── Data in this exercise
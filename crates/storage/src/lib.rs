//! Storage abstraction for chunk fragments and assembled objects.
//!
//! A [`StorageBackend`] is picked once from [`StorageConfig`] and used for
//! the whole lifetime of an object. Remote backends are wrapped in
//! [`RetryingBackend`]; local disk I/O is not retried.

mod backends;
mod config;
mod error;
mod retrying;
mod traits;

pub use backends::{LocalBackend, MemoryBackend, S3Backend};
pub use config::{S3Settings, StorageConfig, from_config};
pub use error::{StorageError, StorageResult};
pub use retrying::RetryingBackend;
pub use traits::{ByteStream, ObjectBody, StorageBackend, StorageFuture};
────
Look for the string "traits" in the data above and return every line that has it.

mod traits;
pub use traits::{ByteStream, ObjectBody, StorageBackend, StorageFuture};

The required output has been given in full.